--- START ---
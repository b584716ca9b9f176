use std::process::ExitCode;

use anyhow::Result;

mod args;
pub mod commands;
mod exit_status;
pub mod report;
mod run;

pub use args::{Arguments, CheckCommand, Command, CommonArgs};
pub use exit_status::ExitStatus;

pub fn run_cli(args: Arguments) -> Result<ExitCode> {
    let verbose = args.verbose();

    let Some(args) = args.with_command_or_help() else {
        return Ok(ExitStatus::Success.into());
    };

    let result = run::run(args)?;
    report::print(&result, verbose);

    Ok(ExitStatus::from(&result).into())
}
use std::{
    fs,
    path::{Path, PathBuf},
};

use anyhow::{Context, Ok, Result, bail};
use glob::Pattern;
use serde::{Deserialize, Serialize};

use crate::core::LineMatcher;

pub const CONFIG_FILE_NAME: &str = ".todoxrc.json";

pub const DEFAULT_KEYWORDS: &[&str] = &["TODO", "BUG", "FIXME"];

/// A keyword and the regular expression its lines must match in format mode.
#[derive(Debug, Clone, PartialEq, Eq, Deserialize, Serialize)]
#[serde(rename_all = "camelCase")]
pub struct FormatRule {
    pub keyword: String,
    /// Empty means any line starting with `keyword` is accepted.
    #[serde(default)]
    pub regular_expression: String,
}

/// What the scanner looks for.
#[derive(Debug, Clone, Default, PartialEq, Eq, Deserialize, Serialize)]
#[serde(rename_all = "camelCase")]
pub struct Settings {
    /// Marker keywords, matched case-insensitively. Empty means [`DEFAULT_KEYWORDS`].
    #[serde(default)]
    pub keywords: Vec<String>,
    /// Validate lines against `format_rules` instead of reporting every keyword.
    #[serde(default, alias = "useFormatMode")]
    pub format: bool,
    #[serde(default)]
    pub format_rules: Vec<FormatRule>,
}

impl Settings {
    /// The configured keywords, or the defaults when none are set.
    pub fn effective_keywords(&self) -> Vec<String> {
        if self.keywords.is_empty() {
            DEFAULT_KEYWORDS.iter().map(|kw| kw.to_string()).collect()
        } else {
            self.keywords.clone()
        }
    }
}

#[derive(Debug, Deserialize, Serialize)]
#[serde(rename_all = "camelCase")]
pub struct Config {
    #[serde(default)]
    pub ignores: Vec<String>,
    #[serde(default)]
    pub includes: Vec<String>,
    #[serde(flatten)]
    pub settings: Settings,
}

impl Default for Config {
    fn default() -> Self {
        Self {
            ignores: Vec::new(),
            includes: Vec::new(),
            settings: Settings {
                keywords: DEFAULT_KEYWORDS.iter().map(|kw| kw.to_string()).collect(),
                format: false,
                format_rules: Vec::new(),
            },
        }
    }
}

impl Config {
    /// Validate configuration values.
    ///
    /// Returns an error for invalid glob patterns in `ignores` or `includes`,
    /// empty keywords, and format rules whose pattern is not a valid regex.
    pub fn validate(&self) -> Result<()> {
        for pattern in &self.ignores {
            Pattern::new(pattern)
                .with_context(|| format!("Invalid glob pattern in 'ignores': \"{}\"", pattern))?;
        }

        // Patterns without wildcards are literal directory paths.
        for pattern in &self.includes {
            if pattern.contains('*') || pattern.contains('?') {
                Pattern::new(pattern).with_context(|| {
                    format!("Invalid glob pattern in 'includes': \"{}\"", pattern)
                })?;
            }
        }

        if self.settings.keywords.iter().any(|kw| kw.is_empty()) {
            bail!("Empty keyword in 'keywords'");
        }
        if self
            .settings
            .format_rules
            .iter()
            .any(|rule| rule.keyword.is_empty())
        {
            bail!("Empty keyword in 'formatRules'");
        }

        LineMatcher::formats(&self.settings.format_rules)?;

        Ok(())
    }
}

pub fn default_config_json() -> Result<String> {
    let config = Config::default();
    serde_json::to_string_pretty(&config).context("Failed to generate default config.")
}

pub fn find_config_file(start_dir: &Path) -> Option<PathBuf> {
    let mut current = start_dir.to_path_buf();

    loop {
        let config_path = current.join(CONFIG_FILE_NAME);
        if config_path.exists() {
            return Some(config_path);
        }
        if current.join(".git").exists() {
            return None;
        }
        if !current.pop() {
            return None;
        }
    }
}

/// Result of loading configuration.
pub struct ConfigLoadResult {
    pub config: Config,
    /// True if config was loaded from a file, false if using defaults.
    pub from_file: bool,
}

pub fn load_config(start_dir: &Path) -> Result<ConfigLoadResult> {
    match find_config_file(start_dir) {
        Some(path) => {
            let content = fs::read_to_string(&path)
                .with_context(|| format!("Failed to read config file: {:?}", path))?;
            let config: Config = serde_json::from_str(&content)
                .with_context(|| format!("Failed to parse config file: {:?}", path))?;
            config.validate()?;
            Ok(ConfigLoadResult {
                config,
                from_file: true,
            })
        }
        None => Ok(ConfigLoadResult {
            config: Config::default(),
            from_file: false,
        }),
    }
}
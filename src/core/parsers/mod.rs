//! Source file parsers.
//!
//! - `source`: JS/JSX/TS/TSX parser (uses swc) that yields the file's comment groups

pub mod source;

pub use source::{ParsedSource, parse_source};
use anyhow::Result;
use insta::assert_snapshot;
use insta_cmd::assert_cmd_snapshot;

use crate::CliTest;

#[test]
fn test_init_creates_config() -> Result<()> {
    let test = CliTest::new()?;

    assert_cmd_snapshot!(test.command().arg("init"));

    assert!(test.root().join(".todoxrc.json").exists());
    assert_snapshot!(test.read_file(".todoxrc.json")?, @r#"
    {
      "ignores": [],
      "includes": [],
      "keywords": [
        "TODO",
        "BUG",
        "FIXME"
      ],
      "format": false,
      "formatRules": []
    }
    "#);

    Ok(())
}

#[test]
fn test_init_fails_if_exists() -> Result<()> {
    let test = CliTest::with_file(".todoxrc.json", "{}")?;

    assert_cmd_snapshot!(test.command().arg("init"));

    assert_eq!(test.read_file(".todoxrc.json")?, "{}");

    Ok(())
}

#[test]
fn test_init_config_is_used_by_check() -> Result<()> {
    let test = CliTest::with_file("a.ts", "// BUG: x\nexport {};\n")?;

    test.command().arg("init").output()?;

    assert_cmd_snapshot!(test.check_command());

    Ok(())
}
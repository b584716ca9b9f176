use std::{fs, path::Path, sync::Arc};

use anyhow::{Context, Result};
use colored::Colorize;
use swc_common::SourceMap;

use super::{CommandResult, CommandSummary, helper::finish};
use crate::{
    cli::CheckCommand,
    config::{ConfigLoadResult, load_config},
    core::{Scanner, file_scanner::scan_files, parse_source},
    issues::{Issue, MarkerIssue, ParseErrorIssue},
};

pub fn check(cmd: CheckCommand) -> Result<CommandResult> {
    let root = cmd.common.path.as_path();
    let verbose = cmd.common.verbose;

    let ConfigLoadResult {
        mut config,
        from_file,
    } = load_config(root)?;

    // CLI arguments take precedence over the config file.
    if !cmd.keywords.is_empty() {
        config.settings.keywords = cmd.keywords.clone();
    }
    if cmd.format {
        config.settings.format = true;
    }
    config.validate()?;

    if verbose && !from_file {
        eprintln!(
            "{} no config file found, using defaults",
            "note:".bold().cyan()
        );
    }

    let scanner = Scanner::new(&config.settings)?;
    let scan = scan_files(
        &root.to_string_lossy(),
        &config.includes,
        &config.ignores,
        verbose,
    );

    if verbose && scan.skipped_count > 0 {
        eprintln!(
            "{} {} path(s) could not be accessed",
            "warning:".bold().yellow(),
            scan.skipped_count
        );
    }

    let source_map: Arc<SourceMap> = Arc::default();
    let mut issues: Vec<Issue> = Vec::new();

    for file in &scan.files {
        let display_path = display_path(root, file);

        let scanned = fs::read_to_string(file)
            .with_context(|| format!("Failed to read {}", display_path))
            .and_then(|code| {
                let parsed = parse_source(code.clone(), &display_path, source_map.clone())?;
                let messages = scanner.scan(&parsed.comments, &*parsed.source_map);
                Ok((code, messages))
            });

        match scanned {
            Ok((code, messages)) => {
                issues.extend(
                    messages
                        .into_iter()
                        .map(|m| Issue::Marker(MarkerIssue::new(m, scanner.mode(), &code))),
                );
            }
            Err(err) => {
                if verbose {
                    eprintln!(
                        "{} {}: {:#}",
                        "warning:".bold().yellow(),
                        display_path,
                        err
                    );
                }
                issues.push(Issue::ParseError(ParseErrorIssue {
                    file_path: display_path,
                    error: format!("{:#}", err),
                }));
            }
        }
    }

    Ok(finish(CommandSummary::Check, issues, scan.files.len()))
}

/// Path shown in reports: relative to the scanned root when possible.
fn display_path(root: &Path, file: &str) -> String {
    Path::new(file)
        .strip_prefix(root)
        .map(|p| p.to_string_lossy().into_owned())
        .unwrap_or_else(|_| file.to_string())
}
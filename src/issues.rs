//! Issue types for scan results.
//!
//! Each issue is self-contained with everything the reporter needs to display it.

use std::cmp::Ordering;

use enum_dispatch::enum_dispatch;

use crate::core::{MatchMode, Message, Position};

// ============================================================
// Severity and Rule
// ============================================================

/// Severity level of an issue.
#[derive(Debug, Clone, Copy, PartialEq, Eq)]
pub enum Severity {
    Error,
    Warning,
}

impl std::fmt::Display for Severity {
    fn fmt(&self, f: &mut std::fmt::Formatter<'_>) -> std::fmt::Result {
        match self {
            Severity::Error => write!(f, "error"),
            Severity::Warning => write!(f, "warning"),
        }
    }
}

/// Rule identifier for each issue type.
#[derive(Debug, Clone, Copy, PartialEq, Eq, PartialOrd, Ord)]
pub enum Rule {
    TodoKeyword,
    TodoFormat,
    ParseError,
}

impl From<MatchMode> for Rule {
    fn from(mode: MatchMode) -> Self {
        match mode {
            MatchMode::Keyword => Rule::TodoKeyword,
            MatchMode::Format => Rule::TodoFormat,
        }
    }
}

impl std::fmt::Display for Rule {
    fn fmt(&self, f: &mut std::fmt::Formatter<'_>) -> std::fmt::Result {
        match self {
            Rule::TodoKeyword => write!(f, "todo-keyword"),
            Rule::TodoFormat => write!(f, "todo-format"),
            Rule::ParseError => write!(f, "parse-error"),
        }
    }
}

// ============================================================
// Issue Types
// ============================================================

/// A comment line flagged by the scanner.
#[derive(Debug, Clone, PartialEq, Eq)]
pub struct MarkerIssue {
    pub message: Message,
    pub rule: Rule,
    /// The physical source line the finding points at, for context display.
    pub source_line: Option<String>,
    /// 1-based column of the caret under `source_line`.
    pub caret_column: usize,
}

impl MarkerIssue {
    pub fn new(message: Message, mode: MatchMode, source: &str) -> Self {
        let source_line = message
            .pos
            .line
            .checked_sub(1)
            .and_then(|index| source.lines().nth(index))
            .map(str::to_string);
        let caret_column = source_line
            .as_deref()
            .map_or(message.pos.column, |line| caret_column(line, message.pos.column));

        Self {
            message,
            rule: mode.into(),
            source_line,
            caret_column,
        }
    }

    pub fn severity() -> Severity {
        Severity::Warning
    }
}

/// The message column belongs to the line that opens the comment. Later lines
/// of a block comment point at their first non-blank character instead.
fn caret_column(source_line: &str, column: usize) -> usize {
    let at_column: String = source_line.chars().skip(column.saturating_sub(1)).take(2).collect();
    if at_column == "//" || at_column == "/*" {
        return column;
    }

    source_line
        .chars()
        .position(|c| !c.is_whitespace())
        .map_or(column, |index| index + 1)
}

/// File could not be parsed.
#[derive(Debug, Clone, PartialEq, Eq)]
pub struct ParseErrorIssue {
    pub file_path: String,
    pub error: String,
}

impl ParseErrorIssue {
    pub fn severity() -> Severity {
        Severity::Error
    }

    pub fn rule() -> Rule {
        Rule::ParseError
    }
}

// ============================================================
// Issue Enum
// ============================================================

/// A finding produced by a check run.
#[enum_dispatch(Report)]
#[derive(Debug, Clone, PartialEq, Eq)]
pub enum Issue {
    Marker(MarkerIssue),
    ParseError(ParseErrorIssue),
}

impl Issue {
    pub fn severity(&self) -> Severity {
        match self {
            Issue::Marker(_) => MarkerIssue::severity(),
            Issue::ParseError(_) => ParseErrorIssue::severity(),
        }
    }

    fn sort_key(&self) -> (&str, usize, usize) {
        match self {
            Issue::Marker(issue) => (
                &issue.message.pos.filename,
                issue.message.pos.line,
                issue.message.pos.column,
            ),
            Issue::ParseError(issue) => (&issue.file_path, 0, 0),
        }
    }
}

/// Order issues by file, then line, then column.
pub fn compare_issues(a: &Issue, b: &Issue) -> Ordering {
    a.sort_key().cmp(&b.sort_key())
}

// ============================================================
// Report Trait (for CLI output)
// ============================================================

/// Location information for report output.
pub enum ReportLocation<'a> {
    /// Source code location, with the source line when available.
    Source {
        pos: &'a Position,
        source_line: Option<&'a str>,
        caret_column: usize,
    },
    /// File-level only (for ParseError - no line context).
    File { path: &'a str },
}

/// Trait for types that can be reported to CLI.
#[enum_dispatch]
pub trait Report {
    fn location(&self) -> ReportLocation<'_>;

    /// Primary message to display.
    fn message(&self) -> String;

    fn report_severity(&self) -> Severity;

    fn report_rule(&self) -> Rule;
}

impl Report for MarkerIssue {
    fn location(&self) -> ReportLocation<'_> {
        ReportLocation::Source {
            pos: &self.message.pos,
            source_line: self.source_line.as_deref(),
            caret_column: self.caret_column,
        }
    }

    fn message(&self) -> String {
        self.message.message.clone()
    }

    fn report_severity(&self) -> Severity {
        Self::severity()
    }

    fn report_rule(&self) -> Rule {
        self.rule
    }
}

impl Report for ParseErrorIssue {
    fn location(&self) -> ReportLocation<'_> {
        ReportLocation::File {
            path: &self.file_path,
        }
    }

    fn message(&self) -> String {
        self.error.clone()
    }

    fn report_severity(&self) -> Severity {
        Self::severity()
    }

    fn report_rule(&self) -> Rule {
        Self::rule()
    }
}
--- END ---
Out of the records above, pick each line that contains the string "ConfigLoadResult".

__EXERCISE RESULT__
pub struct ConfigLoadResult {
pub fn load_config(start_dir: &Path) -> Result<ConfigLoadResult> {
            Ok(ConfigLoadResult {
        None => Ok(ConfigLoadResult {
    config::{ConfigLoadResult, load_config},
    let ConfigLoadResult {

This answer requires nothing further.